VII. Conclusion: Challenges to Come

There were requests on contents of the Festival such as to decrease the ratio of the ceremonial aspects and to increase exchanges amongst the participants. Also to increase opportunities where one can enjoy Okinawan cultures like Eisa. From the section for free comments, there were requests on practical exchanges for the participants like being able to converse or to build a relationship that would lead to communication after the Festival.

It can be assumed that the ratio of participants who were born overseas will continue to increase in the future. It raises the question of exchanges and network over what would the participants do in Okinawa, and what significance would the Festival have for the participants hereafter.

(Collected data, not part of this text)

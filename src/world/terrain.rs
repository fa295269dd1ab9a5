use crate::search::Cost;
use serde::{Deserialize, Serialize};

/// Ground type of a walkable cell. Entering a cell costs its terrain cost.
#[derive(Debug, Clone, Copy, PartialEq, Eq, Hash, Default, Serialize, Deserialize)]
pub enum Terrain {
    #[default]
    Floor,
    Water,
    Rubble,
    Fire,
}

impl Terrain {
    /// Unknown characters are plain floor.
    pub fn from_symbol(symbol: char) -> Self {
        match symbol {
            '~' => Terrain::Water,
            '^' => Terrain::Rubble,
            '*' => Terrain::Fire,
            _ => Terrain::Floor,
        }
    }

    pub fn symbol(self) -> char {
        match self {
            Terrain::Floor => '.',
            Terrain::Water => '~',
            Terrain::Rubble => '^',
            Terrain::Fire => '*',
        }
    }

    pub fn cost(self) -> Cost {
        match self {
            Terrain::Floor => 1,
            Terrain::Water => 2,
            Terrain::Rubble => 3,
            Terrain::Fire => 5,
        }
    }
}

#[cfg(test)]
mod tests {
    use super::*;

    #[test]
    fn costs_match_symbols() {
        let costs: Vec<Cost> = ". ~^*x"
            .chars()
            .map(|symbol| Terrain::from_symbol(symbol).cost())
            .collect();
        assert_eq!(costs, vec![1, 1, 2, 3, 5, 1]);
    }
}
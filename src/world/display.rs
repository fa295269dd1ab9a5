use crate::world::{Position, RescueState};
use std::io::{self, Stdout, Write};
use std::thread;
use std::time::Duration;
use tracing::warn;

/// Receives the mission as it unfolds. Every hook is optional.
pub trait MissionDisplay {
    fn initialize(&mut self, _state: &RescueState) {}

    fn update(&mut self, _state: &RescueState) {}

    /// Cells the planner expanded before the first move.
    fn draw_expanded_cells(&mut self, _cells: &[Position]) {}

    fn finish(&mut self, _state: &RescueState) {}
}

/// Shows nothing.
#[derive(Debug, Clone, Copy, Default)]
pub struct NullDisplay;

impl MissionDisplay for NullDisplay {}

/// Prints the map after every move.
#[derive(Debug)]
pub struct TextDisplay<W: Write = Stdout> {
    out: W,
    frame_time: Duration,
    turn: usize,
}

impl TextDisplay<Stdout> {
    pub fn new(frame_time: Duration) -> Self {
        Self::with_writer(io::stdout(), frame_time)
    }
}

impl<W: Write> TextDisplay<W> {
    pub fn with_writer(out: W, frame_time: Duration) -> Self {
        Self {
            out,
            frame_time,
            turn: 0,
        }
    }

    pub fn into_inner(self) -> W {
        self.out
    }

    fn draw(&mut self, header: &str, state: &RescueState) {
        if let Err(error) = writeln!(self.out, "{}\n{}\n", header, state) {
            warn!(%error, "failed to draw mission state");
        }
    }
}

impl<W: Write> MissionDisplay for TextDisplay<W> {
    fn initialize(&mut self, state: &RescueState) {
        self.turn = 0;
        self.draw("start", state);
    }

    fn update(&mut self, state: &RescueState) {
        self.turn += 1;
        let header = format!("turn {}", self.turn);
        self.draw(&header, state);
        if !self.frame_time.is_zero() {
            thread::sleep(self.frame_time);
        }
    }

    fn draw_expanded_cells(&mut self, cells: &[Position]) {
        if let Err(error) = writeln!(self.out, "expanded {} cells", cells.len()) {
            warn!(%error, "failed to draw expanded cells");
        }
    }

    fn finish(&mut self, state: &RescueState) {
        let outcome = if state.is_win() {
            "all survivors rescued"
        } else {
            "mission over"
        };
        if let Err(error) = writeln!(
            self.out,
            "{}, cost {}",
            outcome,
            state.cumulative_cost()
        ) {
            warn!(%error, "failed to draw mission result");
        }
    }
}
use crate::error::LayoutError;
use crate::parsers::{parse_layout, LayoutCell};
use crate::search::Cost;
use crate::world::{Grid, Position, Terrain};
use std::fmt::{self, Display};
use std::fs;
use std::path::{Path, PathBuf};
use tracing::debug;

/// Static information about a rescue area: walls, terrain, where the
/// survivors start and where the rescuer starts.
#[derive(Debug, Clone)]
pub struct RescueLayout {
    walls: Grid<bool>,
    survivors: Grid<bool>,
    terrain: Grid<Terrain>,
    rescuer_positions: Vec<Position>,
    text: Vec<String>,
}

impl RescueLayout {
    pub fn from_path(path: &Path) -> Result<Self, LayoutError> {
        let text = fs::read_to_string(path).map_err(|source| LayoutError::Io {
            path: path.to_path_buf(),
            source,
        })?;
        Self::from_text(&text)
    }

    /// Searches `root` recursively for a layout file called `name` (the
    /// `.lay` extension may be omitted) and loads the first match.
    pub fn find(root: &Path, name: &str) -> Result<Self, LayoutError> {
        let file_name = if name.ends_with(".lay") {
            name.to_owned()
        } else {
            format!("{}.lay", name)
        };
        match find_file(root, &file_name) {
            Some(path) => {
                debug!(layout = %path.display(), "found layout");
                Self::from_path(&path)
            }
            None => Err(LayoutError::NotFound {
                name: name.to_owned(),
                root: root.to_path_buf(),
            }),
        }
    }

    pub fn from_text(text: &str) -> Result<Self, LayoutError> {
        // The row parser accepts every character, so parsing cannot fail
        let rows = parse_layout(text).map(|(_, rows)| rows).unwrap_or_default();
        if rows.is_empty() {
            return Err(LayoutError::Empty);
        }

        let width = rows.iter().map(Vec::len).max().unwrap_or(0);
        let height = rows.len();
        let mut walls = Grid::new(width, height, false);
        let mut survivors = Grid::new(width, height, false);
        let mut terrain = Grid::new(width, height, Terrain::Floor);
        let mut rescuer_positions = vec![];

        // Text rows run north to south while y grows northwards
        for (row_index, row) in rows.iter().enumerate() {
            let y = (height - 1 - row_index) as i32;
            for (x, cell) in row.iter().enumerate() {
                let position = Position::new(x as i32, y);
                match cell {
                    LayoutCell::Wall => walls[position] = true,
                    LayoutCell::Survivor => survivors[position] = true,
                    LayoutCell::Rescuer => rescuer_positions.push(position),
                    LayoutCell::Ground(ground) => terrain[position] = *ground,
                }
            }
        }
        if rescuer_positions.is_empty() {
            return Err(LayoutError::NoRescuer);
        }
        rescuer_positions.sort();

        let text = text
            .lines()
            .filter(|line| !line.is_empty())
            .map(|line| line.trim_end().to_owned())
            .collect();

        Ok(Self {
            walls,
            survivors,
            terrain,
            rescuer_positions,
            text,
        })
    }

    pub fn width(&self) -> usize {
        self.walls.width()
    }

    pub fn height(&self) -> usize {
        self.walls.height()
    }

    pub fn walls(&self) -> &Grid<bool> {
        &self.walls
    }

    /// Cells outside the layout count as walls.
    pub fn is_wall(&self, position: Position) -> bool {
        !self.walls.contains(position) || self.walls.is_set(position)
    }

    pub fn survivors(&self) -> &Grid<bool> {
        &self.survivors
    }

    pub fn total_survivors(&self) -> usize {
        self.survivors.count()
    }

    pub fn terrain(&self, position: Position) -> Terrain {
        self.terrain.get(position).copied().unwrap_or_default()
    }

    /// Cost of entering the cell at `position`.
    pub fn terrain_cost(&self, position: Position) -> Cost {
        self.terrain(position).cost()
    }

    /// The rescuer starts at the lowest start position if the layout lists
    /// several.
    pub fn rescuer_start(&self) -> Position {
        self.rescuer_positions[0]
    }

    pub fn rescuer_positions(&self) -> &[Position] {
        &self.rescuer_positions
    }

    pub fn text(&self) -> &[String] {
        &self.text
    }
}

impl Display for RescueLayout {
    fn fmt(&self, f: &mut fmt::Formatter<'_>) -> fmt::Result {
        write!(f, "{}", self.text.join("\n"))
    }
}

fn find_file(root: &Path, file_name: &str) -> Option<PathBuf> {
    let mut entries: Vec<PathBuf> = fs::read_dir(root)
        .ok()?
        .filter_map(|entry| entry.ok().map(|entry| entry.path()))
        .collect();
    entries.sort();

    if let Some(found) = entries
        .iter()
        .find(|path| path.is_file() && path.file_name().is_some_and(|name| name == file_name))
    {
        return Some(found.clone());
    }
    entries
        .iter()
        .filter(|path| path.is_dir())
        .find_map(|dir| find_file(dir, file_name))
}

There is a need for Okinawa prefecture, the sponsor of the Festival, to pay attention to the voices of the participants who say they want more exchanges and communications with the local citizens of Okinawa prefecture. In addition, to provide a place for young people to meet and giving chances for mutual learning is extremely important for training-and-developing and for the succession of the future generation.

With regard to that, it is not the sole responsibility of the sponsor, but there is a possibility for educational and research institutes in Okinawa to take part in the matter as well. It is significant to both the people of Okinawan descent overseas and those who live in Okinawa to continue to question the young people and those who live in Okinawa on the meaning of the worldwide Uchinanchu and the broad range of its network.

Needless to say the worldwide Uchinanchu Festival is an extraordinary festival. There is a need to validate evidence on the Festival and see how it is connected to the Okinawan people and if it melts into their everyday life, and does it have or have not any effect on them.

Firstly on a personal level, for example, are those who thought they wanted to study Japanese language actually studying it? Secondly, on the level of Okinawan association, how are they looking back on the achievements of the Festival? Can we see positive impact from the Festival on developing the next generation? Thirdly, on the level of cross-border network, are they actually keeping in touch, and deepening their relationship worldwide? In addition, for many Okinawan people who did not/could not come to the Festival, what does “global Uchina network” mean to them?

The magnificent Festival is over. It is the time to examine the impact and discuss it for the possibility for further networking.